The response is to be the full listing, set down exactly.

========================

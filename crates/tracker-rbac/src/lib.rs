//! # Tracker RBAC
//!
//! This crate provides caller authorization for Tracker organization
//! management.
//!
//! ## Overview
//!
//! The tracker-rbac crate handles:
//! - **Users**: The resolved, authenticated caller
//! - **Providers**: The [`AuthorizationProvider`] seam the removal service
//!   consumes (`user_required`, `verified_required`, `check_permission`)
//! - **Policy**: The removal decision over (permission level, verified)
//!
//! ## Usage
//!
//! ```rust
//! use tracker_org::Permission;
//! use tracker_rbac::{Denial, RemovalDecision};
//!
//! match RemovalDecision::evaluate(Permission::User, false) {
//!     RemovalDecision::Allowed => unreachable!(),
//!     RemovalDecision::Denied(denial) => assert_eq!(denial, Denial::NoPermission),
//! }
//! ```
//!
//! ## Decision Table
//!
//! | permission    | verified org | unverified org |
//! |---------------|--------------|----------------|
//! | `super_admin` | allowed      | allowed        |
//! | `admin`       | denied (not super admin) | allowed |
//! | `user` / none | denied (no permission) | denied (no permission) |

pub mod error;
pub mod policy;
pub mod provider;

// Re-export main types for convenience
pub use error::{AuthError, AuthResult};
pub use policy::{Denial, RemovalDecision};
pub use provider::{AuthorizationProvider, StaticAuthorization, User};
//! TSV reader

use std::fs;
use std::io::Read;
use std::path::Path;

use crate::error::{TsvError, TsvResult};
use crate::options::TsvReadOptions;
use tsv_sheets_core::Document;

/// TSV file reader
pub struct TsvReader;

impl TsvReader {
    /// Read a TSV file into a document
    pub fn read_file<P: AsRef<Path>>(path: P, options: &TsvReadOptions) -> TsvResult<Document> {
        let path = path.as_ref();
        let bytes = fs::read(path)?;
        let text = String::from_utf8(bytes).map_err(|source| TsvError::Utf8 {
            path: path.to_path_buf(),
            source,
        })?;

        let document = Self::read_str(&text, options);
        tracing::debug!(
            path = %path.display(),
            rows = document.len(),
            "read TSV file"
        );
        Ok(document)
    }

    /// Read TSV from a reader into a document
    pub fn read<R: Read>(mut reader: R, options: &TsvReadOptions) -> TsvResult<Document> {
        let mut text = String::new();
        reader.read_to_string(&mut text)?;
        Ok(Self::read_str(&text, options))
    }

    /// Parse TSV text into a document
    pub fn read_str(text: &str, options: &TsvReadOptions) -> Document {
        let mut document = Document::new();

        if options.strip_carriage_return {
            let cleaned = text
                .split('\n')
                .map(|line| line.strip_suffix('\r').unwrap_or(line))
                .collect::<Vec<_>>()
                .join("\n");
            document.load_str(&cleaned);
        } else {
            document.load_str(text);
        }

        document
    }
}

#[cfg(test)]
mod tests {
    use super::*;
    use pretty_assertions::assert_eq;
    use std::io::Cursor;
    use tsv_sheets_core::Row;

    #[test]
    fn test_read_from_reader() {
        let doc = TsvReader::read(
            Cursor::new("Name\tAge\nMario\t25"),
            &TsvReadOptions::default(),
        )
        .unwrap();

        assert_eq!(doc.len(), 2);
        assert_eq!(doc.row(1), Some(&Row::from(["Mario", "25"])));
    }

    #[test]
    fn test_carriage_returns_kept_by_default() {
        let doc = TsvReader::read_str("a\tb\r\nc\r\n", &TsvReadOptions::default());
        assert_eq!(doc.row(0).and_then(|r| r.cell(1)).map(|c| c.as_str()), Some("b\r"));
    }

    #[test]
    fn test_strip_carriage_return() {
        let options = TsvReadOptions {
            strip_carriage_return: true,
        };
        let doc = TsvReader::read_str("a\tb\r\nc\r\n", &options);
        assert_eq!(doc.len(), 2);
        assert_eq!(doc.to_tsv_string(), "a\tb\nc");
    }

    #[test]
    fn test_read_file() {
        let dir = tempfile::tempdir().unwrap();
        let path = dir.path().join("list.tsv");
        std::fs::write(&path, "Milk\t2\nEggs\t12").unwrap();

        let doc = TsvReader::read_file(&path, &TsvReadOptions::default()).unwrap();
        assert_eq!(doc.to_tsv_string(), "Milk\t2\nEggs\t12");
    }

    #[test]
    fn test_read_missing_file() {
        let dir = tempfile::tempdir().unwrap();
        let result = TsvReader::read_file(dir.path().join("nope.tsv"), &TsvReadOptions::default());
        assert!(matches!(result, Err(TsvError::Io(_))));
    }

    #[test]
    fn test_read_invalid_utf8() {
        let dir = tempfile::tempdir().unwrap();
        let path = dir.path().join("bad.tsv");
        std::fs::write(&path, [b'a', 0xFF, b'\t', b'b']).unwrap();

        let result = TsvReader::read_file(&path, &TsvReadOptions::default());
        assert!(matches!(result, Err(TsvError::Utf8 { .. })));
    }
}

========================

■ **Written reply**:
filename crates/tracker-rbac/src/lib.rs
//! # Tracker RBAC
//!
//! This crate provides caller authorization for Tracker organization
//! management.
//!
//! ## Overview
//!
//! The tracker-rbac crate handles:
//! - **Users**: The resolved, authenticated caller
//! - **Providers**: The [`AuthorizationProvider`] seam the removal service
//!   consumes (`user_required`, `verified_required`, `check_permission`)
//! - **Policy**: The removal decision over (permission level, verified)
//!
//! ## Usage
//!
//! ```rust
//! use tracker_org::Permission;
//! use tracker_rbac::{Denial, RemovalDecision};
//!
//! match RemovalDecision::evaluate(Permission::User, false) {
//!     RemovalDecision::Allowed => unreachable!(),
//!     RemovalDecision::Denied(denial) => assert_eq!(denial, Denial::NoPermission),
//! }
//! ```
//!
//! ## Decision Table
//!
//! | permission    | verified org | unverified org |
//! |---------------|--------------|----------------|
//! | `super_admin` | allowed      | allowed        |
//! | `admin`       | denied (not super admin) | allowed |
//! | `user` / none | denied (no permission) | denied (no permission) |

pub mod error;
pub mod policy;
pub mod provider;

// Re-export main types for convenience
pub use error::{AuthError, AuthResult};
pub use policy::{Denial, RemovalDecision};
pub use provider::{AuthorizationProvider, StaticAuthorization, User};
//! TSV reader

use std::fs;
use std::io::Read;
use std::path::Path;

use crate::error::{TsvError, TsvResult};
use crate::options::TsvReadOptions;
use tsv_sheets_core::Document;

/// TSV file reader
pub struct TsvReader;

impl TsvReader {
    /// Read a TSV file into a document
    pub fn read_file<P: AsRef<Path>>(path: P, options: &TsvReadOptions) -> TsvResult<Document> {
        let path = path.as_ref();
        let bytes = fs::read(path)?;
        let text = String::from_utf8(bytes).map_err(|source| TsvError::Utf8 {
            path: path.to_path_buf(),
            source,
        })?;

        let document = Self::read_str(&text, options);
        tracing::debug!(
            path = %path.display(),
            rows = document.len(),
            "read TSV file"
        );
        Ok(document)
    }

    /// Read TSV from a reader into a document
    pub fn read<R: Read>(mut reader: R, options: &TsvReadOptions) -> TsvResult<Document> {
        let mut text = String::new();
        reader.read_to_string(&mut text)?;
        Ok(Self::read_str(&text, options))
    }

    /// Parse TSV text into a document
    pub fn read_str(text: &str, options: &TsvReadOptions) -> Document {
        let mut document = Document::new();

        if options.strip_carriage_return {
            let cleaned = text
                .split('\n')
                .map(|line| line.strip_suffix('\r').unwrap_or(line))
                .collect::<Vec<_>>()
                .join("\n");
            document.load_str(&cleaned);
        } else {
            document.load_str(text);
        }

        document
    }
}

#[cfg(test)]
mod tests {
    use super::*;
    use pretty_assertions::assert_eq;
    use std::io::Cursor;
    use tsv_sheets_core::Row;

    #[test]
    fn test_read_from_reader() {
        let doc = TsvReader::read(
            Cursor::new("Name\tAge\nMario\t25"),
            &TsvReadOptions::default(),
        )
        .unwrap();

        assert_eq!(doc.len(), 2);
        assert_eq!(doc.row(1), Some(&Row::from(["Mario", "25"])));
    }

    #[test]
    fn test_carriage_returns_kept_by_default() {
        let doc = TsvReader::read_str("a\tb\r\nc\r\n", &TsvReadOptions::default());
        assert_eq!(doc.row(0).and_then(|r| r.cell(1)).map(|c| c.as_str()), Some("b\r"));
    }

    #[test]
    fn test_strip_carriage_return() {
        let options = TsvReadOptions {
            strip_carriage_return: true,
        };
        let doc = TsvReader::read_str("a\tb\r\nc\r\n", &options);
        assert_eq!(doc.len(), 2);
        assert_eq!(doc.to_tsv_string(), "a\tb\nc");
    }

    #[test]
    fn test_read_file() {
        let dir = tempfile::tempdir().unwrap();
        let path = dir.path().join("list.tsv");
        std::fs::write(&path, "Milk\t2\nEggs\t12").unwrap();

        let doc = TsvReader::read_file(&path, &TsvReadOptions::default()).unwrap();
        assert_eq!(doc.to_tsv_string(), "Milk\t2\nEggs\t12");
    }

    #[test]
    fn test_read_missing_file() {
        let dir = tempfile::tempdir().unwrap();
        let result = TsvReader::read_file(dir.path().join("nope.tsv"), &TsvReadOptions::default());
        assert!(matches!(result, Err(TsvError::Io(_))));
    }

    #[test]
    fn test_read_invalid_utf8() {
        let dir = tempfile::tempdir().unwrap();
        let path = dir.path().join("bad.tsv");
        std::fs::write(&path, [b'a', 0xFF, b'\t', b'b']).unwrap();

        let result = TsvReader::read_file(&path, &TsvReadOptions::default());
        assert!(matches!(result, Err(TsvError::Utf8 { .. })));
    }
}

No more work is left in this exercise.